TALLAHASSEE -- The Florida Supreme Court has called for initial arguments in a case that could have a far- reaching liability impact on survivors of mass shootings, including those who survived last year's Marjory Stoneman Douglas High School massacre.
An amicus brief by parents of 18 Parkland shooting victims also appears to be pending, based on the parents' previous notice filed with the Supreme Court.
The court announced Tuesday it had accepted jurisdiction in the case, Michael Barnett v. Florida Department of Financial Services, and ordered an initial brief on the merits be served by April 1 with other briefs to follow over the next couple of months. Barnett asks the high court whether a mass shooting constitutes more than a single event when determining legal liability.
Lori Alhadeff, surviving parent of 14-year-old killed in last year's Parkland shooting, subsequently elected to Broward County School Board
| browardschools.com
"As jurisdiction has been accepted in the above cause, any movant who wishes to follow through on a previously-filed notice of intent to appear as amicus or amici curiae must now proceed," the court said Tuesday.
Confessed killer Nikolas Cruz's shooting at the school on Valentine's Day 2018 left 17 dead and 17 wounded. Court documents suggested potentially thousands more were left traumatized.
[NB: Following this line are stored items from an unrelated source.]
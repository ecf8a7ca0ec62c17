//! Integration tests for the GraphQL executor against a mocked endpoint.

use std::collections::HashMap;
use std::io::Write;

use mon_net::graphql::{ExecutorConfig, GraphQLExecutor, NO_HEADERS};
use mon_net::Error;
use serde::Deserialize;
use serde_json::{Value, json};
use wiremock::matchers::{body_json, header, method, path};
use wiremock::{Mock, MockServer, ResponseTemplate};

const QUERY: &str = "query GetUser($id: Int!) { user: users_by_pk(id: $id) { id name } }";

#[derive(Debug, Default, Clone, PartialEq, Deserialize)]
struct User {
    id: i64,
    name: String,
}

fn endpoint(server: &MockServer) -> String {
    format!("{}/v1/graphql", server.uri())
}

fn executor(server: &MockServer, secret: Option<&str>) -> GraphQLExecutor {
    let mut builder = GraphQLExecutor::builder(endpoint(server)).query(QUERY);
    if let Some(secret) = secret {
        builder = builder.admin_secret(secret);
    }
    builder.build().expect("Failed to build executor")
}

async fn respond_with(server: &MockServer, body: Value) {
    Mock::given(method("POST"))
        .and(path("/v1/graphql"))
        .respond_with(ResponseTemplate::new(200).set_body_json(body))
        .mount(server)
        .await;
}

#[tokio::test]
async fn test_happy_path_populates_model() {
    let server = MockServer::start().await;

    Mock::given(method("POST"))
        .and(path("/v1/graphql"))
        .and(header("content-type", "application/json"))
        .and(header("x-hasura-admin-secret", "admin-secret"))
        .and(body_json(json!({"query": QUERY, "variables": {"id": 1}})))
        .respond_with(
            ResponseTemplate::new(200)
                .set_body_json(json!({"data": {"user": {"id": 1, "name": "john"}}})),
        )
        .expect(1)
        .mount(&server)
        .await;

    let mut executor = executor(&server, Some("admin-secret"));
    let mut user = User::default();

    executor
        .set_response_key("user")
        .set_response_model(&mut user)
        .exec(&json!({"id": 1}), NO_HEADERS)
        .await
        .expect("exec failed");

    assert_eq!(
        user,
        User {
            id: 1,
            name: "john".into()
        }
    );
}

#[tokio::test]
async fn test_exec_returns_model_by_value() {
    let server = MockServer::start().await;
    respond_with(
        &server,
        json!({"data": {"users": [{"id": 1, "name": "john"}, {"id": 2, "name": "jane"}]}}),
    )
    .await;

    let mut executor = executor(&server, None);
    executor.set_response_key("users");

    let users: Vec<User> = executor
        .exec(&json!({"limit": 2}), NO_HEADERS)
        .await
        .expect("exec failed");

    assert_eq!(users.len(), 2);
    assert_eq!(users[1].name, "jane");
}

#[tokio::test]
async fn test_error_envelope_leaves_model_untouched() {
    let server = MockServer::start().await;
    respond_with(
        &server,
        json!({"errors": [{"message": "field 'users_by_pk' not found in type: 'query_root'"}]}),
    )
    .await;

    let mut executor = executor(&server, Some("admin-secret"));
    let original = User {
        id: 7,
        name: "unchanged".into(),
    };
    let mut user = original.clone();

    let err = executor
        .set_response_key("user")
        .set_response_model(&mut user)
        .exec(&json!({"id": 1}), NO_HEADERS)
        .await
        .unwrap_err();

    assert!(matches!(err, Error::Remote { .. }));
    assert_eq!(err.to_string(), "remote GraphQL call reported errors");
    assert_eq!(
        err.remote_messages(),
        vec!["field 'users_by_pk' not found in type: 'query_root'"]
    );
    assert_eq!(user, original);
}

#[tokio::test]
async fn test_empty_errors_list_is_failure() {
    let server = MockServer::start().await;
    respond_with(
        &server,
        json!({"data": {"user": {"id": 1, "name": "john"}}, "errors": []}),
    )
    .await;

    let mut executor = executor(&server, None);
    let result: mon_net::Result<User> = executor
        .set_response_key("user")
        .exec(&json!({"id": 1}), NO_HEADERS)
        .await;

    assert!(matches!(result, Err(Error::Remote { .. })));
}

#[tokio::test]
async fn test_null_errors_is_success() {
    let server = MockServer::start().await;
    respond_with(
        &server,
        json!({"data": {"user": {"id": 1, "name": "john"}}, "errors": null}),
    )
    .await;

    let mut executor = executor(&server, None);
    let user: User = executor
        .set_response_key("user")
        .exec(&json!({"id": 1}), NO_HEADERS)
        .await
        .expect("exec failed");

    assert_eq!(user.id, 1);
}

#[tokio::test]
async fn test_null_row_leaves_model_untouched() {
    let server = MockServer::start().await;
    respond_with(&server, json!({"data": {"user": null}})).await;

    let mut executor = executor(&server, None);
    let original = User {
        id: 7,
        name: "unchanged".into(),
    };
    let mut user = original.clone();

    executor
        .set_response_key("user")
        .set_response_model(&mut user)
        .exec(&json!({"id": 404}), NO_HEADERS)
        .await
        .expect("null row is not an error");

    assert_eq!(user, original);

    // By value, an Option target distinguishes the missing row
    let found: Option<User> = executor
        .exec(&json!({"id": 404}), NO_HEADERS)
        .await
        .expect("exec failed");
    assert_eq!(found, None);

    let strict: mon_net::Result<User> = executor.exec(&json!({"id": 404}), NO_HEADERS).await;
    assert!(matches!(strict, Err(Error::ModelMismatch { .. })));
}

#[tokio::test]
async fn test_missing_response_key() {
    let server = MockServer::start().await;
    respond_with(&server, json!({"data": {"other": {"id": 1}}})).await;

    let mut executor = executor(&server, None);
    let mut user = User::default();

    let err = executor
        .set_response_key("user")
        .set_response_model(&mut user)
        .exec(&json!({"id": 1}), NO_HEADERS)
        .await
        .unwrap_err();

    match err {
        Error::ResponseShape(msg) => assert!(msg.contains("'user'")),
        other => panic!("expected shape error, got {other:?}"),
    }
    assert_eq!(user, User::default());
}

#[tokio::test]
async fn test_model_mismatch() {
    let server = MockServer::start().await;
    respond_with(&server, json!({"data": {"user": {"id": "one", "name": 5}}})).await;

    let mut executor = executor(&server, None);
    let mut user = User::default();

    let err = executor
        .set_response_key("user")
        .set_response_model(&mut user)
        .exec(&json!({"id": 1}), NO_HEADERS)
        .await
        .unwrap_err();

    match err {
        Error::ModelMismatch { key, .. } => assert_eq!(key, "user"),
        other => panic!("expected model mismatch, got {other:?}"),
    }
    assert_eq!(user, User::default());
}

#[tokio::test]
async fn test_whole_data_without_response_key() {
    let server = MockServer::start().await;
    respond_with(&server, json!({"data": {"user": {"id": 1, "name": "john"}}})).await;

    #[derive(Deserialize)]
    struct Data {
        user: User,
    }

    let executor = executor(&server, None);
    let data: Data = executor
        .exec(&json!({"id": 1}), NO_HEADERS)
        .await
        .expect("exec failed");

    assert_eq!(data.user.name, "john");
}

#[tokio::test]
async fn test_caller_header_overrides_admin_secret() {
    let server = MockServer::start().await;

    Mock::given(method("POST"))
        .and(path("/v1/graphql"))
        .and(header("x-hasura-admin-secret", "caller-secret"))
        .respond_with(
            ResponseTemplate::new(200)
                .set_body_json(json!({"data": {"user": {"id": 1, "name": "john"}}})),
        )
        .expect(1)
        .mount(&server)
        .await;

    let mut executor = executor(&server, Some("configured-secret"));

    let mut headers = HashMap::new();
    headers.insert("X-Hasura-Admin-Secret".to_string(), "caller-secret".to_string());
    headers.insert("x-hasura-role".to_string(), "editor".to_string());

    let user: User = executor
        .set_response_key("user")
        .exec(&json!({"id": 1}), &headers)
        .await
        .expect("exec failed");
    assert_eq!(user.id, 1);

    let requests = server.received_requests().await.expect("recording enabled");
    assert_eq!(requests.len(), 1);

    let secrets: Vec<_> = requests[0]
        .headers
        .get_all("x-hasura-admin-secret")
        .iter()
        .map(|v| v.to_str().unwrap().to_string())
        .collect();
    assert_eq!(secrets, vec!["caller-secret"]);
    assert_eq!(
        requests[0].headers.get("x-hasura-role").unwrap(),
        "editor"
    );
}

#[tokio::test]
async fn test_caller_header_overrides_content_type() {
    let server = MockServer::start().await;

    Mock::given(method("POST"))
        .and(header("content-type", "application/graphql+json"))
        .respond_with(
            ResponseTemplate::new(200).set_body_json(json!({"data": {"user": {"id": 3, "name": "kim"}}})),
        )
        .expect(1)
        .mount(&server)
        .await;

    let mut executor = executor(&server, None);
    let user: User = executor
        .set_response_key("user")
        .exec(&json!({"id": 3}), [("Content-Type", "application/graphql+json")])
        .await
        .expect("exec failed");

    assert_eq!(user.name, "kim");
}

#[tokio::test]
async fn test_no_secret_header_without_secret() {
    let server = MockServer::start().await;
    respond_with(&server, json!({"data": {"user": {"id": 1, "name": "john"}}})).await;

    let mut executor = executor(&server, None);
    let _: User = executor
        .set_response_key("user")
        .exec(&json!({"id": 1}), NO_HEADERS)
        .await
        .expect("exec failed");

    let requests = server.received_requests().await.expect("recording enabled");
    assert!(requests[0].headers.get("x-hasura-admin-secret").is_none());
}

#[tokio::test]
async fn test_non_json_body() {
    let server = MockServer::start().await;

    Mock::given(method("POST"))
        .respond_with(ResponseTemplate::new(502).set_body_string("upstream unavailable"))
        .mount(&server)
        .await;

    let mut executor = executor(&server, None);
    let result: mon_net::Result<User> = executor
        .set_response_key("user")
        .exec(&json!({"id": 1}), NO_HEADERS)
        .await;

    match result {
        Err(Error::InvalidBody { status, .. }) => assert_eq!(status, 502),
        other => panic!("expected invalid body, got {other:?}"),
    }
}

#[tokio::test]
async fn test_error_envelope_on_http_error_status() {
    let server = MockServer::start().await;

    Mock::given(method("POST"))
        .respond_with(
            ResponseTemplate::new(400)
                .set_body_json(json!({"errors": [{"message": "invalid x-hasura-admin-secret"}]})),
        )
        .mount(&server)
        .await;

    let mut executor = executor(&server, Some("wrong"));
    let result: mon_net::Result<User> = executor
        .set_response_key("user")
        .exec(&json!({"id": 1}), NO_HEADERS)
        .await;

    assert!(matches!(result, Err(Error::Remote { .. })));
}

#[tokio::test]
async fn test_unreachable_endpoint() {
    let executor = GraphQLExecutor::builder("http://127.0.0.1:1/v1/graphql")
        .query(QUERY)
        .build()
        .expect("Failed to build executor");

    let result: mon_net::Result<Value> = executor.exec(&json!({"id": 1}), NO_HEADERS).await;

    let err = result.unwrap_err();
    assert!(err.is_transport(), "expected transport error, got {err:?}");
}

#[tokio::test]
async fn test_serialization_failure_sends_nothing() {
    let server = MockServer::start().await;
    respond_with(&server, json!({"data": {}})).await;

    let executor = executor(&server, None);

    let mut variables = HashMap::new();
    variables.insert((1, 2), "tuple keys are not JSON");

    let result: mon_net::Result<Value> = executor.exec(&variables, NO_HEADERS).await;
    assert!(matches!(result, Err(Error::Serialize(_))));

    let requests = server.received_requests().await.expect("recording enabled");
    assert!(requests.is_empty());
}

#[tokio::test]
async fn test_invalid_caller_header() {
    let server = MockServer::start().await;
    respond_with(&server, json!({"data": {}})).await;

    let executor = executor(&server, None);
    let result: mon_net::Result<Value> = executor
        .exec(&json!({}), [("x-hasura-role", "bad\nvalue")])
        .await;

    assert!(matches!(result, Err(Error::InvalidHeader(_))));
}

#[tokio::test]
async fn test_new_reads_query_file() {
    let server = MockServer::start().await;

    Mock::given(method("POST"))
        .and(body_json(json!({"query": QUERY, "variables": null})))
        .respond_with(
            ResponseTemplate::new(200).set_body_json(json!({"data": {"user": {"id": 9, "name": "ana"}}})),
        )
        .expect(1)
        .mount(&server)
        .await;

    let mut file = tempfile::NamedTempFile::new().unwrap();
    file.write_all(QUERY.as_bytes()).unwrap();

    let mut executor =
        GraphQLExecutor::new(endpoint(&server), Some("admin-secret"), file.path()).unwrap();
    assert!(executor.has_admin_secret());
    assert_eq!(executor.query().as_str(), QUERY);

    let user: User = executor
        .set_response_key("user")
        .exec(&(), NO_HEADERS)
        .await
        .expect("exec failed");
    assert_eq!(user.id, 9);
}

#[test]
fn test_new_fails_on_missing_query_file() {
    let dir = tempfile::tempdir().unwrap();
    let path = dir.path().join("get_user.gql");

    let result = GraphQLExecutor::new("https://hasura.example.com/v1/graphql", None, &path);
    match result {
        Err(Error::Io { path: reported, .. }) => assert_eq!(reported, path),
        other => panic!("expected Io error, got {other:?}"),
    }
}

#[test]
fn test_from_config() {
    let mut file = tempfile::NamedTempFile::new().unwrap();
    file.write_all(QUERY.as_bytes()).unwrap();

    let config: ExecutorConfig = serde_json::from_value(json!({
        "url": "https://hasura.example.com/v1/graphql",
        "admin_secret": "admin-secret",
        "query_path": file.path()
    }))
    .unwrap();

    let executor = GraphQLExecutor::from_config(config).unwrap();
    assert!(executor.has_admin_secret());
    assert_eq!(executor.query().as_str(), QUERY);
}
The impact any state Supreme Court decision in Barnett will have could be measured by the number of notices to sue over the massacres have been filed. Florida's waiver of sovereign immunity statutes requires would-be plaintiffs to give state agencies six months' notice before filing a lawsuit.
By the end of last year, Broward County Public Schools alone received more than 100 such notices related to the Marjory Stoneman Douglas High massacre the previous Valentine's Day.
One of those formal notices, filed on behalf of the parents of 14-year-old Alyssa Alhadeff, one of the victims Cruz killed, called out the school district for not doing more to prevent the massacre.
"The School Board of Broward County Florida had the unique opportunity and public duty to investigate Cruz, examine his violent past, and take steps to prevent the very type of violent incident that occurred here," the notice said.
Alhadeff's mother, Lori Alhadeff, has since been elected to the Broward County School Board.
In January, Florida's Fourth District Court of Appeal certified Barnett to the Supreme Court, urging the court to take up the case of "great public importance," following that court's opinion in Barnett handed down in October.
The underlying case in Barnett, unrelated to the Parkland shooting, was filed against a state agency, the Department of Children and Families, by the surviving fathers of children killed, injured and uninjured by their stepfather "on one murderous night" in 2010. That mass shooting followed a DCF decision about nine months earlier to close an investigation into a report of domestic violence in that home and the Fourth District said the case required the Supreme Court's attention.
"This issue may continue to arise in the context of mass shootings and other mass injury events," The Fourth District said in its motion to certify. "Unfortunately, our state has experienced a number of high-profile mass shootings in the past several years, some of which have led to negligence complaints against state agencies."
Later that same month, the parents of 18 Parkland shooting victims, including Lori Alhadeff and her husband Ilan, filed notice with the state Supreme Court that they would file an amicus brief in Barnett.
"The Fourth District Court of Appeal's opinion certifying the question to this court seems to have had the Parkland parents prominently in mind," the parents said in their notice. "They have had the collective misfortune of having been touched indelibly by one the 'high-profile mass shootings' the court referenced and have filed, or given notice of their intent to file, 'negligence complaints against state agencies.' The Parkland Parents therefore have a direct interest in the question presented."